System Monitoring

Now that I have played a bit with the system, I am getting a handle on how it all works. I have another thread going regarding my first receiver.

Once the system gets some users that are really using the data, it is important that the system is ‘up and running’ all the time.

This means we need to know if the data stream heading into the unlink is running OK, and that receivers in the footprint of those satellites that carry the data are receiving OK.

If we had a couple receivers that could monitor the presence of data on the receive end, and have those receivers themselves monitored for proper operation (i.e. have them send regular data via some port from the monitoring station), we could then test the stations once in a while with something like Zabbix, to ensure the Pi is actually up and running.

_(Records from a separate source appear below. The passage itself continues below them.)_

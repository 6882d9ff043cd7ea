//! Error type for `aeapi-sandbox`.

use thiserror::Error;

#[derive(Debug, Error)]
pub enum Error {
  #[error("database error: {0}")]
  Database(#[from] tokio_rusqlite::Error),

  #[error("json error: {0}")]
  Json(#[from] serde_json::Error),

  /// A rejection worded the way the CRM's API reports it.
  #[error("{0}")]
  Api(String),
}

pub type Result<T, E = Error> = std::result::Result<T, E>;
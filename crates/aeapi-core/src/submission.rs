//! The `AEContact.Submit` workflow: existence check → resolve → load →
//! enroll.
//!
//! The workflow is not transactional. A failure part-way through leaves every
//! call that already went through in place and reports overall failure.

use std::sync::Arc;

use serde::{Deserialize, Serialize};

use crate::{
  Error, Result,
  crm::CrmApi,
  enrollment::{EnrollmentEngine, SubmissionContext},
  entity::{Activity, Contact, GroupContact, MailingEventSubscribe},
  params::SubmitParams,
  resolver::{ContactResolver, MatchingStrategy},
};

/// Aggregated result of one submission.
///
/// `Contact` is always set on success. The other three are set only when the
/// corresponding side effect fired during this call; each holds the last
/// record of its kind.
#[derive(Debug, Clone, Default, PartialEq, Serialize, Deserialize)]
pub struct SubmissionResult {
  #[serde(rename = "Contact")]
  pub contact:                 Option<Contact>,
  #[serde(rename = "MailingEventSubscribe")]
  pub mailing_event_subscribe: Option<MailingEventSubscribe>,
  #[serde(rename = "Activity")]
  pub activity:                Option<Activity>,
  #[serde(rename = "GroupContact")]
  pub group_contact:           Option<GroupContact>,
}

/// Runs submissions against a CRM with a fixed matching strategy.
pub struct SubmissionService<C> {
  crm:      Arc<C>,
  strategy: MatchingStrategy,
}

impl<C> Clone for SubmissionService<C> {
  fn clone(&self) -> Self {
    Self { crm: Arc::clone(&self.crm), strategy: self.strategy }
  }
}

impl<C: CrmApi> SubmissionService<C> {
  pub fn new(crm: Arc<C>, strategy: MatchingStrategy) -> Self {
    Self { crm, strategy }
  }

  pub fn strategy(&self) -> MatchingStrategy { self.strategy }

  pub fn crm(&self) -> &C { &self.crm }

  pub async fn submit(&self, params: SubmitParams) -> Result<SubmissionResult> {
    let SubmitParams { contact: attributes, groups, want_newsletter } = params;
    let contact_type = attributes
      .contact_type()
      .ok_or(Error::MissingContactType)?
      .to_owned();

    let resolver = ContactResolver::new(&*self.crm, self.strategy);

    // Evaluated on the raw attributes, before resolution may create anything.
    let contact_is_new = resolver.existence(&contact_type, &attributes).await.is_new();

    let contact_id = resolver
      .resolve(&contact_type, attributes)
      .await?
      .ok_or(Error::ContactNotResolved)?;

    let contact = self
      .crm
      .get_contact(contact_id)
      .await
      .map_err(Error::crm)?
      .ok_or(Error::ContactNotFound(contact_id))?;

    let ctx = SubmissionContext { contact_id, contact_is_new, want_newsletter };
    let outcome = EnrollmentEngine::new(&*self.crm)
      .enroll(&ctx, contact.email.as_deref(), &groups)
      .await?;

    tracing::info!(
      contact_id,
      contact_is_new,
      want_newsletter,
      requested = groups.len(),
      applied = outcome.applied,
      skipped = outcome.skipped,
      "submission processed"
    );

    Ok(SubmissionResult {
      contact:                 Some(contact),
      mailing_event_subscribe: outcome.mailing_event_subscribe,
      activity:                outcome.activity,
      group_contact:           outcome.group_contact,
    })
  }
}
//! In-memory recording [`CrmApi`] used by the unit tests of this crate.

use std::{
  collections::HashMap,
  sync::{Mutex, MutexGuard},
};

use serde_json::{Value, json};

use crate::{
  attributes::ContactAttributes,
  crm::CrmApi,
  entity::{
    Activity, Contact, EntityId, Group, GroupContact, MailingEventSubscribe,
    NewActivity, NewGroupContact, NewSubscription,
  },
};

#[derive(Debug, thiserror::Error)]
#[error("{0}")]
pub struct FakeError(pub String);

/// One recorded API call: `"Entity.action"` plus its parameters.
#[derive(Debug, Clone)]
pub struct Call {
  pub api:    &'static str,
  pub params: Value,
}

#[derive(Default)]
struct State {
  next_id:           EntityId,
  calls:             Vec<Call>,
  countries:         HashMap<String, EntityId>,
  groups:            HashMap<String, Group>,
  contacts:          Vec<(Contact, ContactAttributes)>,
  xcm_installed:     bool,
  xcm_returns_none:  bool,
  fail_find:         bool,
}

#[derive(Default)]
pub struct FakeCrm {
  state: Mutex<State>,
}

impl FakeCrm {
  pub fn new() -> Self {
    let crm = Self::default();
    crm.lock().next_id = 100;
    crm
  }

  fn lock(&self) -> MutexGuard<'_, State> { self.state.lock().unwrap() }

  pub fn with_country(self, iso: &str, id: EntityId) -> Self {
    self.lock().countries.insert(iso.to_owned(), id);
    self
  }

  pub fn with_group(self, name: &str) -> Self {
    {
      let mut s = self.lock();
      s.next_id += 1;
      let group = Group { id: s.next_id, name: name.to_owned(), title: None };
      s.groups.insert(name.to_owned(), group);
    }
    self
  }

  pub fn with_xcm(self) -> Self {
    self.lock().xcm_installed = true;
    self
  }

  /// Make `Contact.getorcreate` answer without an id.
  pub fn with_xcm_returning_none(self) -> Self {
    self.lock().xcm_returns_none = true;
    self
  }

  /// Make the plain `Contact.get` lookup fail.
  pub fn with_failing_find(self) -> Self {
    self.lock().fail_find = true;
    self
  }

  /// Seed a contact without recording a call.
  pub fn with_contact(self, attributes: Value) -> Self {
    let attributes: ContactAttributes = serde_json::from_value(attributes).unwrap();
    {
      let mut s = self.lock();
      insert_contact(&mut s, attributes);
    }
    self
  }

  pub fn calls(&self) -> Vec<Call> { self.lock().calls.clone() }

  pub fn apis(&self) -> Vec<&'static str> {
    self.lock().calls.iter().map(|c| c.api).collect()
  }

  pub fn count(&self, api: &str) -> usize {
    self.lock().calls.iter().filter(|c| c.api == api).count()
  }

  pub fn contact_count(&self) -> usize { self.lock().contacts.len() }

  fn record(&self, api: &'static str, params: Value) -> MutexGuard<'_, State> {
    let mut s = self.lock();
    s.calls.push(Call { api, params });
    s
  }
}

fn insert_contact(s: &mut State, attributes: ContactAttributes) -> Contact {
  s.next_id += 1;
  let contact = Contact {
    id:           s.next_id,
    contact_type: attributes.contact_type().unwrap_or("Individual").to_owned(),
    display_name: None,
    email:        attributes.email().map(str::to_owned),
    extra:        Default::default(),
  };
  s.contacts.push((contact.clone(), attributes));
  contact
}

fn matches(s: &State, attributes: &ContactAttributes) -> Vec<EntityId> {
  s.contacts
    .iter()
    .filter(|(_, stored)| attributes.is_subset_of(stored))
    .map(|(c, _)| c.id)
    .collect()
}

impl CrmApi for FakeCrm {
  type Error = FakeError;

  async fn country_by_iso_code(&self, iso_code: String) -> Result<Option<EntityId>, FakeError> {
    let s = self.record("Country.get", json!({ "iso_code": iso_code }));
    Ok(s.countries.get(&iso_code).copied())
  }

  async fn group_by_name(&self, name: String) -> Result<Option<Group>, FakeError> {
    let s = self.record("Group.getsingle", json!({ "name": name }));
    Ok(s.groups.get(&name).cloned())
  }

  async fn extension_installed(&self, key: String) -> Result<bool, FakeError> {
    let s = self.record("Extension.get", json!({ "key": key }));
    Ok(s.xcm_installed)
  }

  async fn find_contacts(&self, attributes: ContactAttributes) -> Result<Vec<EntityId>, FakeError> {
    let s = self.record("Contact.get", Value::Object(attributes.as_map().clone()));
    if s.fail_find {
      return Err(FakeError("lookup failed".into()));
    }
    Ok(matches(&s, &attributes))
  }

  async fn get_single_contact(&self, attributes: ContactAttributes) -> Result<Option<EntityId>, FakeError> {
    let s = self.record("Contact.getsingle", Value::Object(attributes.as_map().clone()));
    match matches(&s, &attributes).as_slice() {
      [] => Ok(None),
      [id] => Ok(Some(*id)),
      many => Err(FakeError(format!("Expected one Contact but found {}", many.len()))),
    }
  }

  async fn get_contact(&self, id: EntityId) -> Result<Option<Contact>, FakeError> {
    let s = self.record("Contact.getsingle", json!({ "id": id }));
    Ok(s.contacts.iter().find(|(c, _)| c.id == id).map(|(c, _)| c.clone()))
  }

  async fn create_contact(&self, attributes: ContactAttributes) -> Result<Contact, FakeError> {
    let mut s = self.record("Contact.create", Value::Object(attributes.as_map().clone()));
    Ok(insert_contact(&mut s, attributes))
  }

  async fn get_or_create_contact(&self, attributes: ContactAttributes) -> Result<Option<EntityId>, FakeError> {
    let mut s = self.record("Contact.getorcreate", Value::Object(attributes.as_map().clone()));
    if s.xcm_returns_none {
      return Ok(None);
    }
    let by_email = attributes.email().and_then(|email| {
      s.contacts
        .iter()
        .find(|(c, _)| c.email.as_deref().is_some_and(|e| e.eq_ignore_ascii_case(email)))
        .map(|(c, _)| c.id)
    });
    Ok(Some(match by_email {
      Some(id) => id,
      None => insert_contact(&mut s, attributes).id,
    }))
  }

  async fn create_group_contact(&self, input: NewGroupContact) -> Result<GroupContact, FakeError> {
    let mut s = self.record(
      "GroupContact.create",
      json!({ "contact_id": input.contact_id, "group_id": input.group_id, "status": input.status }),
    );
    s.next_id += 1;
    Ok(GroupContact {
      id:         s.next_id,
      contact_id: input.contact_id,
      group_id:   input.group_id,
      status:     input.status,
    })
  }

  async fn create_mailing_subscription(&self, input: NewSubscription) -> Result<MailingEventSubscribe, FakeError> {
    let mut s = self.record(
      "MailingEventSubscribe.create",
      json!({ "contact_id": input.contact_id, "email": input.email, "group_id": input.group_id }),
    );
    s.next_id += 1;
    Ok(MailingEventSubscribe {
      id:         s.next_id,
      contact_id: input.contact_id,
      group_id:   input.group_id,
      email:      input.email,
      hash:       None,
    })
  }

  async fn create_activity(&self, input: NewActivity) -> Result<Activity, FakeError> {
    let mut s = self.record(
      "Activity.create",
      json!({
        "source_contact_id": input.source_contact_id,
        "activity_type_id":  input.activity_type,
        "subject":           input.subject,
        "status_id":         input.status,
      }),
    );
    s.next_id += 1;
    Ok(Activity {
      id:                s.next_id,
      source_contact_id: input.source_contact_id,
      activity_type:     input.activity_type,
      subject:           input.subject,
      status:            input.status,
    })
  }
}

Then, we could simply report that the Pi is receiving data - IPC calls?.

The ‘monitoring station’ would need to have a back end internet connection that is pretty stable, and some battery backup on the satellite, pi and networking so that a local power failure would not take down the monitoring station.

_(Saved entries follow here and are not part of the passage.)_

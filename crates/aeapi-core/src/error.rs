//! Error types for `aeapi-core`.

use thiserror::Error;

use crate::entity::EntityId;

#[derive(Debug, Error)]
pub enum Error {
  #[error("Could not parse parameter {0}.")]
  InputParse(&'static str),

  #[error("Mandatory parameter {0} missing.")]
  MissingParameter(&'static str),

  #[error("Parameter {0} is not a valid boolean.")]
  InvalidBoolean(&'static str),

  #[error("Parameter contact must contain contact_type.")]
  MissingContactType,

  #[error("Unknown country {code}.")]
  InvalidFormat { code: String },

  #[error("Group {0} not found.")]
  GroupNotFound(String),

  #[error("Contact {0} not found.")]
  ContactNotFound(EntityId),

  #[error("Could not find or create a contact for the submitted data.")]
  ContactNotResolved,

  /// Any failure raised by the CRM collaborator, passed through untouched.
  #[error("{0}")]
  Crm(#[source] Box<dyn std::error::Error + Send + Sync>),
}

/// Coarse classification of an [`Error`], used by the HTTP layer to pick a
/// status code. The caller-visible contract is the message text alone.
#[derive(Debug, Clone, Copy, PartialEq, Eq)]
pub enum ErrorKind {
  InputParse,
  InvalidFormat,
  NotFound,
  Crm,
}

impl Error {
  pub fn crm<E>(e: E) -> Self
  where
    E: std::error::Error + Send + Sync + 'static,
  {
    Self::Crm(Box::new(e))
  }

  pub fn kind(&self) -> ErrorKind {
    match self {
      Self::InputParse(_)
      | Self::MissingParameter(_)
      | Self::InvalidBoolean(_)
      | Self::MissingContactType => ErrorKind::InputParse,
      Self::InvalidFormat { .. } => ErrorKind::InvalidFormat,
      Self::GroupNotFound(_)
      | Self::ContactNotFound(_)
      | Self::ContactNotResolved => ErrorKind::NotFound,
      Self::Crm(_) => ErrorKind::Crm,
    }
  }
}

pub type Result<T, E = Error> = std::result::Result<T, E>;
//! API error type and the APIv3-style response envelopes.

use axum::{
  Json,
  http::StatusCode,
  response::{IntoResponse, Response},
};
use serde::Serialize;
use serde_json::json;
use thiserror::Error;

use aeapi_core::ErrorKind;

/// An error returned by an API handler.
#[derive(Debug, Error)]
pub enum ApiError {
  /// The request body could not be read as JSON or form data.
  #[error("{0}")]
  BadRequest(String),

  #[error(transparent)]
  Submission(#[from] aeapi_core::Error),
}

impl ApiError {
  pub fn status(&self) -> StatusCode {
    match self {
      ApiError::BadRequest(_) => StatusCode::BAD_REQUEST,
      ApiError::Submission(e) => match e.kind() {
        ErrorKind::InputParse | ErrorKind::InvalidFormat => StatusCode::BAD_REQUEST,
        ErrorKind::NotFound => StatusCode::NOT_FOUND,
        ErrorKind::Crm => StatusCode::BAD_GATEWAY,
      },
    }
  }
}

impl IntoResponse for ApiError {
  fn into_response(self) -> Response {
    let status = self.status();
    let message = self.to_string();
    tracing::warn!(%status, error = %message, "request failed");
    (status, Json(json!({ "is_error": 1, "error_message": message }))).into_response()
  }
}

/// Success envelope: `{"is_error":0,"version":3,"count":n,"values":...}`.
#[derive(Debug, Serialize)]
pub struct Success<T> {
  pub is_error: u8,
  pub version:  u8,
  pub count:    usize,
  pub values:   T,
}

impl<T> Success<T> {
  pub fn new(count: usize, values: T) -> Self {
    Self { is_error: 0, version: 3, count, values }
  }
}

Basically, I am talking about a simple network monitoring setup. This will become more important when people start to use the outernet data for real, but it is something to look at.


We already have the monitoring code and the server component that emits warnings via email. We will be deploying them soon and provide an updated image that starts up a monitoring daemon.

I think, a global monitoring of outernet receivers can based on a twitter-bot:
On the twitter need an account for example #outernetreceivermonitor
All to sended tweets can forward and broadcast on outernet sat channels.
On the ORx receivers need a running cron job, collects informations about the receiver status, and form a twitter message, and if it is online, send it to the twitter in regular time base. Maybe it is a good starting point to listen a local monitoring daemon.
it is working only if the receivers are online.

This is the current implementation:

Comments and suggestions are welcome.

thank you for the info about your monitoring package.
It seems, it is a confortable, working solution for remote monitoring one/some outernet receivers.
I took a short loook-around in the code, and it seems me, to make a working setup not too easy for me.
The client part is a python program,, it is working on the RPi new system without any additional setup or requirements.
But to use it as a real data source, it need some additonal paremeters at the start. Here is its help:

ORxPi v0.2.4 | [email protected]:/home/outernet/monitoring-master/client> python -h
usage: report ONDD internal state to remote server [-h] [–url URL]
[–key PATH]
[–socket PATH]
[–buffer PATH]
[–platform NAME]

optional arguments:
-h, --help show this help message and exit
–url URL, -u URL remote server URL
–key PATH, -k PATH client ID key file
–socket PATH, -s PATH
path to ONDD socket
–buffer PATH, -b PATH
path to data buffer
–platform NAME, -p NAME
platform name

It seems, at least it need an url to the remote server.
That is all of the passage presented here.